Without further ado, Emmy:

At the shelter:








At home:
































Snuggling watching Disney movies <3

I'm in LOVE


----------



## marie73 (Jul 12, 2006)

She is absolutely adorable!!!! Her face is mesmerizing, and I love her mittens!!! Gorgeous fluffy tail, too. She looks like she's already right at home. 

I'm so happy for you!


----------



## Penny135 (Apr 6, 2011)

She's absolutely beautiful!!! She looks like she is right at home with you. I'm happy for both of you to have found each other.


----------



## wolfsnaps (Dec 26, 2011)

I am so happy for you and for her as well. And yes, that face is unreal. Very cool. Do you have ferrets as well?


----------



## VillageVoice (Nov 27, 2011)

wolfsnaps said:


> I am so happy for you and for her as well. And yes, that face is unreal. Very cool. Do you have ferrets as well?


Ferrets? No. Are you referring to the cage in the background of one of the pics? That houses my rats


----------



## wolfsnaps (Dec 26, 2011)

Oh I see and Emmy is cool with them? I sure hope so!


----------



## SpellQ (Dec 12, 2010)

Awww she's a doll. Look at that happy "tail up" picture! I remember very clearly when my two first started putting their tails up at home and it still melts me. She's clearly meant to be in your home. So glad she got her chance today.


----------



## love.my.cats (Jan 29, 2009)

She is absolutely gorgeous! I love the markings on her face. Congrats to you on adopting her. And I was going to ask if that was a rat cage in the background... That question's already been answered though. How many rats do you have? Has she met them yet?


----------



## Penny135 (Apr 6, 2011)

Rats rock!!! :thumb


----------



## VillageVoice (Nov 27, 2011)

YAY ratties! hehe

Anyway, there are 6 in there. The cage is huge. Only the bottom part can be seen in the pic. I have it sealed off into 2 cages each with 3 rats so I have 6. She started jumping on the cage a couple times, but a couple squirts from a squirt bottle (3 max) and she now knows that there are clear boundaries. I've partnered the spray with a "No" and then a spray. I'm sure to make sure she does not see it is me spraying her. Although she is so focused on the rats she wouldn't notice if I was right in front of her face. I don't really like the squirt bottle, but I need her to learn from the start that the rats are off limits. Since I squirted her she just sits a reasonable distance away and watches. I have them running around on my bed right now (separate blankets and such of course) and closed the door so she cannot get to them. I tried just telling her no and just moving her and making startling noises, but nothing worked. Now she barely looks up at them so here's hoping *crosses fingers*

She seems very happy. Her tail is always up as she follows me around or goes around exploring. She seems to have adjusted very quickly.

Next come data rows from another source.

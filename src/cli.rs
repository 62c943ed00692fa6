//! CLI interface for the ATS analyzer

use clap::{Parser, Subcommand};
use std::path::PathBuf;

#[derive(Parser)]
#[command(name = "ats-analyzer")]
#[command(about = "ATS compatibility scoring and recommendations for structured resumes")]
#[command(
    long_about = "Score a structured resume against applicant tracking heuristics, optionally matched against an analyzed job description"
)]
pub struct Cli {
    #[command(subcommand)]
    pub command: Commands,

    /// Enable verbose logging
    #[arg(short, long, global = true)]
    pub verbose: bool,

    /// Configuration file path
    #[arg(short, long, global = true)]
    pub config: Option<PathBuf>,
}

#[derive(Subcommand)]
pub enum Commands {
    /// Score a resume, optionally against a job description
    Score {
        /// Path to resume data (JSON)
        #[arg(short, long)]
        resume: PathBuf,

        /// Path to a job description file (TXT, MD)
        #[arg(short, long)]
        job: Option<PathBuf>,

        /// Output format: console, json, markdown
        #[arg(short, long, default_value = "console")]
        output: String,

        /// Include per-dimension detail in the output
        #[arg(short, long)]
        detailed: bool,

        /// Save output to file
        #[arg(short, long)]
        save: Option<PathBuf>,
    },

    /// Extract keywords and skills from a job description
    AnalyzeJob {
        /// Path to a job description file (TXT, MD)
        #[arg(short, long)]
        job: PathBuf,

        /// Output format: console, json
        #[arg(short, long, default_value = "console")]
        output: String,
    },

    /// Show configuration
    Config {
        #[command(subcommand)]
        action: Option<ConfigAction>,
    },
}

#[derive(Subcommand)]
pub enum ConfigAction {
    /// Show current configuration
    Show,

    /// Print the configuration file path
    Path,

    /// Reset configuration to defaults
    Reset,
}

/// Parse and validate output format
pub fn parse_output_format(format: &str) -> Result<crate::config::OutputFormat, String> {
    match format.to_lowercase().as_str() {
        "console" => Ok(crate::config::OutputFormat::Console),
        "json" => Ok(crate::config::OutputFormat::Json),
        "markdown" | "md" => Ok(crate::config::OutputFormat::Markdown),
        _ => Err(format!(
            "Invalid output format: {}. Supported: console, json, markdown",
            format
        )),
    }
}

/// Validate file extension
pub fn validate_file_extension(path: &PathBuf, allowed_extensions: &[&str]) -> Result<(), String> {
    match path.extension().and_then(|ext| ext.to_str()) {
        Some(ext) => {
            if allowed_extensions.contains(&ext.to_lowercase().as_str()) {
                Ok(())
            } else {
                Err(format!(
                    "Unsupported file extension: .{}. Allowed: {}",
                    ext,
                    allowed_extensions.join(", ")
                ))
            }
        }
        None => Err("File has no extension".to_string()),
    }
}
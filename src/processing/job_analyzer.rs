//! Job description analysis: keyword and skill extraction

use crate::error::{AtsError, Result};
use crate::processing::dictionaries::Dictionaries;
use aho_corasick::AhoCorasick;
use log::debug;
use serde::{Deserialize, Serialize};
use std::collections::HashSet;

/// Maximum number of keywords kept from a job posting.
const KEYWORD_CAP: usize = 20;

/// Tokens this short are never treated as keywords.
const MIN_TOKEN_LEN: usize = 4;

/// Read-only snapshot of a job posting, produced once per analyze action.
#[derive(Debug, Clone, Default, PartialEq, Serialize, Deserialize)]
#[serde(rename_all = "camelCase")]
pub struct JobAnalysis {
    /// Deduplicated free-text keywords in first-seen order, capped at 20.
    pub keywords: Vec<String>,
    /// Technical skills found in the posting, in dictionary order.
    pub required_skills: Vec<String>,
    /// Soft skills found in the posting, in dictionary order.
    pub soft_skills: Vec<String>,
    pub preferred_skills: Vec<String>,
    pub industry_terms: Vec<String>,
}

/// Converts unstructured job-posting text into a structured skill profile.
///
/// Skill detection is naive substring containment: a dictionary entry found
/// anywhere in the text counts, so "java" matches inside "javascript" and
/// both entries are reported. That imprecision is part of the scoring
/// contract and is kept deliberately.
pub struct JobDescriptionAnalyzer {
    dictionaries: Dictionaries,
    stop_words: HashSet<String>,
    tech_matcher: AhoCorasick,
    soft_matcher: AhoCorasick,
}

impl JobDescriptionAnalyzer {
    pub fn new() -> Result<Self> {
        Self::with_dictionaries(Dictionaries::default())
    }

    /// Build an analyzer over custom dictionaries (e.g. from the config file).
    pub fn with_dictionaries(dictionaries: Dictionaries) -> Result<Self> {
        let tech_matcher = build_matcher(&dictionaries.technical_skills)?;
        let soft_matcher = build_matcher(&dictionaries.soft_skills)?;
        let stop_words = dictionaries
            .stop_words
            .iter()
            .map(|w| w.to_lowercase())
            .collect();

        Ok(Self {
            dictionaries,
            stop_words,
            tech_matcher,
            soft_matcher,
        })
    }

    /// Analyze free-text job posting content. Total over its input: empty
    /// text yields an empty analysis, never an error.
    pub fn analyze(&self, text: &str) -> JobAnalysis {
        let lowered = text.to_lowercase();

        let keywords = self.extract_keywords(&lowered);
        let required_skills =
            find_dictionary_matches(&self.tech_matcher, &self.dictionaries.technical_skills, &lowered);
        let soft_skills =
            find_dictionary_matches(&self.soft_matcher, &self.dictionaries.soft_skills, &lowered);

        debug!(
            "job analysis: {} keywords, {} required skills, {} soft skills",
            keywords.len(),
            required_skills.len(),
            soft_skills.len()
        );

        JobAnalysis {
            keywords,
            required_skills,
            soft_skills,
            preferred_skills: Vec::new(),
            industry_terms: Vec::new(),
        }
    }

    fn extract_keywords(&self, lowered: &str) -> Vec<String> {
        let mut seen = HashSet::new();
        let mut keywords = Vec::new();

        for token in lowered.split_whitespace() {
            if token.chars().count() < MIN_TOKEN_LEN || self.stop_words.contains(token) {
                continue;
            }
            if seen.insert(token.to_string()) {
                keywords.push(token.to_string());
                if keywords.len() == KEYWORD_CAP {
                    break;
                }
            }
        }

        keywords
    }
}

fn build_matcher(patterns: &[String]) -> Result<AhoCorasick> {
    AhoCorasick::builder()
        .ascii_case_insensitive(true)
        .build(patterns)
        .map_err(|e| AtsError::Processing(format!("Failed to build skill matcher: {}", e)))
}

/// Which dictionary entries occur as substrings of `text`, in dictionary
/// order. Overlapping matches are reported, so entries nested inside longer
/// entries still count.
fn find_dictionary_matches(matcher: &AhoCorasick, dictionary: &[String], text: &str) -> Vec<String> {
    let mut found: Vec<bool> = vec![false; dictionary.len()];
    for mat in matcher.find_overlapping_iter(text) {
        found[mat.pattern().as_usize()] = true;
    }

    dictionary
        .iter()
        .zip(found)
        .filter(|(_, hit)| *hit)
        .map(|(entry, _)| entry.clone())
        .collect()
}

#[cfg(test)]
mod tests {
    use super::*;

    fn analyzer() -> JobDescriptionAnalyzer {
        JobDescriptionAnalyzer::new().unwrap()
    }

    #[test]
    fn test_empty_text_yields_empty_analysis() {
        let analysis = analyzer().analyze("");
        assert!(analysis.keywords.is_empty());
        assert!(analysis.required_skills.is_empty());
        assert!(analysis.soft_skills.is_empty());
    }

    #[test]
    fn test_keywords_are_deduplicated_in_first_seen_order() {
        let analysis = analyzer().analyze("Kubernetes deployment pipelines. Kubernetes experts only.");
        let kube_count = analysis.keywords.iter().filter(|k| *k == "kubernetes").count();
        assert_eq!(kube_count, 1);
        assert_eq!(analysis.keywords[0], "kubernetes");
        assert_eq!(analysis.keywords[1], "deployment");
    }

    #[test]
    fn test_short_tokens_and_stop_words_are_dropped() {
        let analysis = analyzer().analyze("We are looking for someone with SQL and Rust");
        assert!(!analysis.keywords.iter().any(|k| k == "we" || k == "are" || k == "sql"));
        assert!(!analysis.keywords.iter().any(|k| k == "with"));
        assert!(analysis.keywords.iter().any(|k| k == "rust"));
    }

    #[test]
    fn test_keywords_capped_at_twenty() {
        let text = (0..40)
            .map(|i| format!("keyword{:02}", i))
            .collect::<Vec<_>>()
            .join(" ");
        let analysis = analyzer().analyze(&text);
        assert_eq!(analysis.keywords.len(), 20);
    }

    #[test]
    fn test_substring_matching_reports_nested_entries() {
        // "java" is embedded in "javascript"; both dictionary entries match.
        let analysis = analyzer().analyze("Deep JavaScript expertise required");
        assert!(analysis.required_skills.contains(&"javascript".to_string()));
        assert!(analysis.required_skills.contains(&"java".to_string()));
    }

    #[test]
    fn test_skills_come_back_in_dictionary_order() {
        let analysis = analyzer().analyze("react before python? no: python is listed after javascript");
        let dicts = Dictionaries::default();
        let positions: Vec<usize> = analysis
            .required_skills
            .iter()
            .map(|s| dicts.technical_skills.iter().position(|d| d == s).unwrap())
            .collect();
        let mut sorted = positions.clone();
        sorted.sort_unstable();
        assert_eq!(positions, sorted);
    }

    #[test]
    fn test_soft_skill_phrases_match_anywhere() {
        let analysis = analyzer().analyze("Strong problem solving and proven leadership expected.");
        assert_eq!(
            analysis.soft_skills,
            vec!["leadership".to_string(), "problem solving".to_string()]
        );
    }
}
//! Text extraction from supported file formats

use crate::error::Result;
use pulldown_cmark::{Event, Parser, Tag};
use std::fs;
use std::path::Path;

pub trait TextExtractor {
    fn extract(&self, path: &Path) -> Result<String>;
}

pub struct PlainTextExtractor;

impl TextExtractor for PlainTextExtractor {
    fn extract(&self, path: &Path) -> Result<String> {
        Ok(fs::read_to_string(path)?)
    }
}

pub struct MarkdownExtractor;

impl TextExtractor for MarkdownExtractor {
    fn extract(&self, path: &Path) -> Result<String> {
        let markdown = fs::read_to_string(path)?;
        Ok(markdown_to_text(&markdown))
    }
}

/// Collect the text content of a markdown document, dropping formatting.
fn markdown_to_text(markdown: &str) -> String {
    let mut text = String::new();

    for event in Parser::new(markdown) {
        match event {
            Event::Text(content) | Event::Code(content) => text.push_str(&content),
            Event::SoftBreak | Event::HardBreak => text.push(' '),
            Event::End(Tag::Paragraph)
            | Event::End(Tag::Heading(..))
            | Event::End(Tag::Item) => text.push('\n'),
            _ => {}
        }
    }

    let lines: Vec<&str> = text
        .lines()
        .map(|line| line.trim())
        .filter(|line| !line.is_empty())
        .collect();

    lines.join("\n")
}

#[cfg(test)]
mod tests {
    use super::*;

    #[test]
    fn test_markdown_formatting_is_stripped() {
        let markdown = "# Senior Engineer\n\nWe need **React** and `node.js` experience.\n\n- leadership\n- teamwork\n";
        let text = markdown_to_text(markdown);

        assert!(text.contains("Senior Engineer"));
        assert!(text.contains("React"));
        assert!(text.contains("node.js"));
        assert!(text.contains("leadership"));
        assert!(!text.contains('#'));
        assert!(!text.contains("**"));
        assert!(!text.contains('`'));
    }

    #[test]
    fn test_blank_lines_are_collapsed() {
        let text = markdown_to_text("para one\n\n\n\npara two");
        assert_eq!(text, "para one\npara two");
    }
}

She is very smart. Already knows to keep a distance away from the rats which was my biggest concern although I am still not leaving them alone, knows "treat" (I was just messing around and having her go "up" when I have a treat and she picked it up very quick), I say "bedtime" and she runs to the bedroom and hops up on the bed...She had to have been a pet before she was abandoned.

I'm convinced I brought home a puppy and not a kitten. I can't move without her following me. She's great!


----------



## Shenanigans (Jul 23, 2011)

She is beautiful! What a face! Looks like you both are pretty happy, congrats


----------



## MowMow (Nov 6, 2010)

She's just beautiful. I love that luxurious tail!

I certainly hope that breeder gave you your deposit back.....


----------



## VillageVoice (Nov 27, 2011)

MowMow said:


> She's just beautiful. I love that luxurious tail!
> 
> I certainly hope that breeder gave you your deposit back.....


Yes she did. Should be in the mail. She said I could have first pick of a kitten from any future litter, but she does not have any pregnant cats or other available kittens and I did not want to wait a few months for one. Or I could have my deposit back so I chose to get my deposit back.


----------



## VillageVoice (Nov 27, 2011)

Pics from today:









She LOVES the cat tree!








Rattie watching. Note little rattie at the bottom corner of the cage


----------



## Penny135 (Apr 6, 2011)

She is just so unbelievably cute. I love the way she watches the rats.  I love rats. My daughter and I both have them. Very easily trained!


----------



## Layla0710 (Nov 30, 2010)

Emmy is beautiful! Kittehs with unusual facial markings ROCK!


----------



## Lyndzo (Dec 20, 2011)

OMG! She is just gorgeous! I can see how you fell in love with her so quickly.


----------



## VillageVoice (Nov 27, 2011)

Rattie watching









"You want to be mai friend?"


----------



## librarychick (May 25, 2008)

It's great that you're training her right away, it's so important that they learn rules about the others pets in the house.

I'd add one thing though. Watch her really closely when she's near the cage, if you see her starting to get focues on the rats call her over to you in your best happy voice. I usually use a loud sing-song voice: "Dooo-Ran! I have a TREAT! Come here handsom boy!" Loud and happy sounding, I also make the same kissy noise as I make at dinner time. Then when the kitty comes over you make a HUGE fuss over them, maybe even have a little playtime.

Usuing this method my cats now go up to our toad/snake tanks and then come chirping back to me. They've learned to be much calmer around the tanks, and it helps with bonding too.

It's always better to interrupt before they've done something bad, and reward them for making the right choice, than to wait until they've done something bad and correct them.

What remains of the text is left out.